Supplied material –
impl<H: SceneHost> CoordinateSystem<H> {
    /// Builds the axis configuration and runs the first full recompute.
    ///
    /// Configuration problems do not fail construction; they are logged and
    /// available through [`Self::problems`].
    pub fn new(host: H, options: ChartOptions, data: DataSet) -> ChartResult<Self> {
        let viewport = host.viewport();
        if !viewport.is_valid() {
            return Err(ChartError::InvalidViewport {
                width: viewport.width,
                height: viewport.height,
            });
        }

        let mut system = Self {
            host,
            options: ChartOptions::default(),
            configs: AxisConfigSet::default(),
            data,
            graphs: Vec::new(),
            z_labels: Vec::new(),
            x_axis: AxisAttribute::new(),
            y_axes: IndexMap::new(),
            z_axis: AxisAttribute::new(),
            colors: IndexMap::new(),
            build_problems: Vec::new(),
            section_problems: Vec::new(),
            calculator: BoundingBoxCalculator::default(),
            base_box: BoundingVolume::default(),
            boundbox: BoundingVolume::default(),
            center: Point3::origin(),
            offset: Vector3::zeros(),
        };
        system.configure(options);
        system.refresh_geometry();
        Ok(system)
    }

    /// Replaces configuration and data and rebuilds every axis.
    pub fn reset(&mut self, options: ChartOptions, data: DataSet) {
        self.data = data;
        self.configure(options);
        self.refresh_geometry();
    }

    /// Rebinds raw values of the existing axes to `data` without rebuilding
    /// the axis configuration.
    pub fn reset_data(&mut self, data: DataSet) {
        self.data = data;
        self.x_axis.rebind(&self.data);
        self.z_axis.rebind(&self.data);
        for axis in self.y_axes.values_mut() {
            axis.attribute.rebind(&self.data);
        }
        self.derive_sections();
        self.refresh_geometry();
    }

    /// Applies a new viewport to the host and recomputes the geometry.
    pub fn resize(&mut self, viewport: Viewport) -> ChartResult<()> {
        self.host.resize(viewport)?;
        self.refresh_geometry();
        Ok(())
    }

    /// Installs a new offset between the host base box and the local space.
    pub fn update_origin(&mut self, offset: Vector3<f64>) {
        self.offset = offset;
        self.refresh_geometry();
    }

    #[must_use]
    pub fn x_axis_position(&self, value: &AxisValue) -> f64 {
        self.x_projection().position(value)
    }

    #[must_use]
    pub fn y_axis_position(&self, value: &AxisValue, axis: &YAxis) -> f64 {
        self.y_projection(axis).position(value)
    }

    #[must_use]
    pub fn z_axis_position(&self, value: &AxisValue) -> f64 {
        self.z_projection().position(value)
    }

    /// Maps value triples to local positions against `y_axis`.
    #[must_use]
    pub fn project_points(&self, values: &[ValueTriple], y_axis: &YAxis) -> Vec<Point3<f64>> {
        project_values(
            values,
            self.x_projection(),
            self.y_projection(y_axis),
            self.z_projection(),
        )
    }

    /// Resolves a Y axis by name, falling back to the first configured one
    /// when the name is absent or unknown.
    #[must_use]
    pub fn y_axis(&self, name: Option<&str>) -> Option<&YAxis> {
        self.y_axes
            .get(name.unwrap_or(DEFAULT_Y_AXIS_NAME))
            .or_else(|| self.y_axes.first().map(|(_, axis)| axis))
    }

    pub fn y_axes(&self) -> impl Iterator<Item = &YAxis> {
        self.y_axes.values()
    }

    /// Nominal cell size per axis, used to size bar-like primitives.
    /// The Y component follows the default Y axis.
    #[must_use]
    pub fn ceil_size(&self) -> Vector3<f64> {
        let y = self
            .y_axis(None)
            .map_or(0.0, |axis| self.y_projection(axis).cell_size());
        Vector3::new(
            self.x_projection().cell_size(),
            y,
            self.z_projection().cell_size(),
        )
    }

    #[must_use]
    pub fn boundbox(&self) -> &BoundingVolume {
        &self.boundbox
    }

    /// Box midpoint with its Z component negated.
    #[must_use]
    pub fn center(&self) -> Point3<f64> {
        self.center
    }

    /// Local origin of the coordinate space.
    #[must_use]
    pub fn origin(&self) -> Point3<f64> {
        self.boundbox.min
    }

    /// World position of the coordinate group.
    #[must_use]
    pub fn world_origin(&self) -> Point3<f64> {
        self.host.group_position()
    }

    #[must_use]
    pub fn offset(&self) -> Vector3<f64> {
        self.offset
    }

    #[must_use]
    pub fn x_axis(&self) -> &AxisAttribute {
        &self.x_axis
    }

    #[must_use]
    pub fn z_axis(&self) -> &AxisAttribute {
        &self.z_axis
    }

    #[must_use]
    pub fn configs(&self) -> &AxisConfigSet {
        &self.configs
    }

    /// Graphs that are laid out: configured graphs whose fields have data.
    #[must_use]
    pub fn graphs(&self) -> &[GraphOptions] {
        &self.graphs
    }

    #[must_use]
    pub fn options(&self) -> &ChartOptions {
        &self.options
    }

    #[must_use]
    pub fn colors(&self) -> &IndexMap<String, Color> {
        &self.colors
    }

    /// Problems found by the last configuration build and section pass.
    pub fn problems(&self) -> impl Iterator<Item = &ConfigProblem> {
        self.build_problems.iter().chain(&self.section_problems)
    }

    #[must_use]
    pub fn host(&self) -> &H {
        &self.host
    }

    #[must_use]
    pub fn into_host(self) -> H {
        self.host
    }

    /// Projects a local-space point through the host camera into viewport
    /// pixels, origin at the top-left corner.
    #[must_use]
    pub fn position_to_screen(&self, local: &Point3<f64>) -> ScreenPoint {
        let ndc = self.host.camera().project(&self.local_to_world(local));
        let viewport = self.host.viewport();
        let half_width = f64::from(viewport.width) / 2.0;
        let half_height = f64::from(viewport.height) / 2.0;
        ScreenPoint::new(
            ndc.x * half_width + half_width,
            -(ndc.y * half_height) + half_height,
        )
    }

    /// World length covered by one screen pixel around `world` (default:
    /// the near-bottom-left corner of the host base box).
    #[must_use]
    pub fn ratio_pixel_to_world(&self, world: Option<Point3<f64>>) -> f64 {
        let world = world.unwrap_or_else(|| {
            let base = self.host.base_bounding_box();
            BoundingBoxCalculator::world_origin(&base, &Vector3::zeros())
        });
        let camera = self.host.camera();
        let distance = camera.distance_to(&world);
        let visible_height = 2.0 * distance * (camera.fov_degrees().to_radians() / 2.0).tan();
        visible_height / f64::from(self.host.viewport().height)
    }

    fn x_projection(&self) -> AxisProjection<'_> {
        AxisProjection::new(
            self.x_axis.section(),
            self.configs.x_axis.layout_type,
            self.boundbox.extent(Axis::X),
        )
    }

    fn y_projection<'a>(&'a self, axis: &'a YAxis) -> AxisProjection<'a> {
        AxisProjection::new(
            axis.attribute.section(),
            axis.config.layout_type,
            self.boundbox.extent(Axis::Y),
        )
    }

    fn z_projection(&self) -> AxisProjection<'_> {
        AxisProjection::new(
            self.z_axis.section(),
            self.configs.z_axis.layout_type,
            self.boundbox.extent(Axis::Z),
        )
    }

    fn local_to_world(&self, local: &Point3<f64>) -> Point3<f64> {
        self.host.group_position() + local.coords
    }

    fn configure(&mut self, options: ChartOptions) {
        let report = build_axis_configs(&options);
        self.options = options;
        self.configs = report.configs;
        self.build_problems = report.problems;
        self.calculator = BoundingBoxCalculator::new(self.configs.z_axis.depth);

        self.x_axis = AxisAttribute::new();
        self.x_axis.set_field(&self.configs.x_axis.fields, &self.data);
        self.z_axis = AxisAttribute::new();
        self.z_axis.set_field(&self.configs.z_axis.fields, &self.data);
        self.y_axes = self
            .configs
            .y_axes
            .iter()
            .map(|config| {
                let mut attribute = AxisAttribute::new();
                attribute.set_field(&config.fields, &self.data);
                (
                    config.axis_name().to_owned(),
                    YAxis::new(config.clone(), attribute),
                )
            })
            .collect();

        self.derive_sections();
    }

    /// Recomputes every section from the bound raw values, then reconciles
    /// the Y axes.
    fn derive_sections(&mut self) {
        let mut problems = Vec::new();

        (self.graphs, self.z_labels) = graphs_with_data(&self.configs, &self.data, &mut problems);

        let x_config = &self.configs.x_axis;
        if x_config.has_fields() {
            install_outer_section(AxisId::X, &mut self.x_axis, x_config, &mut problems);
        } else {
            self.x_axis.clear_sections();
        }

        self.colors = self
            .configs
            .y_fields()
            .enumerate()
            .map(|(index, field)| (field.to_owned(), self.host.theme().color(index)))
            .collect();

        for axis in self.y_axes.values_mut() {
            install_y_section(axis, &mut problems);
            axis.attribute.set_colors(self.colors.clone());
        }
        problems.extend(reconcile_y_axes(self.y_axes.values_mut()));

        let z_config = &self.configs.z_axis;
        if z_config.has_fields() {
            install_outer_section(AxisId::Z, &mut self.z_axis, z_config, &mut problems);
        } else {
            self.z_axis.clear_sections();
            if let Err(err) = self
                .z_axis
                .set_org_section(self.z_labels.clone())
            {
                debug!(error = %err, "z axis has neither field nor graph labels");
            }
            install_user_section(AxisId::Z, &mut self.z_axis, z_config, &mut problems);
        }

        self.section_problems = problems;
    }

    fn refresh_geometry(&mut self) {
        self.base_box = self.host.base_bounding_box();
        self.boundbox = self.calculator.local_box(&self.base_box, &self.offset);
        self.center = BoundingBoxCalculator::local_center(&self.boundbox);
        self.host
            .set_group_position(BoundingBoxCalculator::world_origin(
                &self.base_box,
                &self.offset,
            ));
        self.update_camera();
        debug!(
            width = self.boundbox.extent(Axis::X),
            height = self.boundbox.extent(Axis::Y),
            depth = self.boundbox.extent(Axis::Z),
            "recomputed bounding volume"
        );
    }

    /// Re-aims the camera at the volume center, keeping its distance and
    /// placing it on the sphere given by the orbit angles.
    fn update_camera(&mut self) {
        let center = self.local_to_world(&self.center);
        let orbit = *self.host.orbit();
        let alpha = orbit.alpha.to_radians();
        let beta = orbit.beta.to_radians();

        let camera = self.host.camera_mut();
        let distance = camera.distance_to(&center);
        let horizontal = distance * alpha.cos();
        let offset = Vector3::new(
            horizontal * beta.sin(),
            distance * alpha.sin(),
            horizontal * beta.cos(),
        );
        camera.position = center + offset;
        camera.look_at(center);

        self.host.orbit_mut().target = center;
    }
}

What is required –
With "from" as the search string, filter the records and return each line that has it.

Answer below –
        let half_width = f64::from(viewport.width) / 2.0;
        let half_height = f64::from(viewport.height) / 2.0;
        visible_height / f64::from(self.host.viewport().height)
    /// Recomputes every section from the bound raw values, then reconciles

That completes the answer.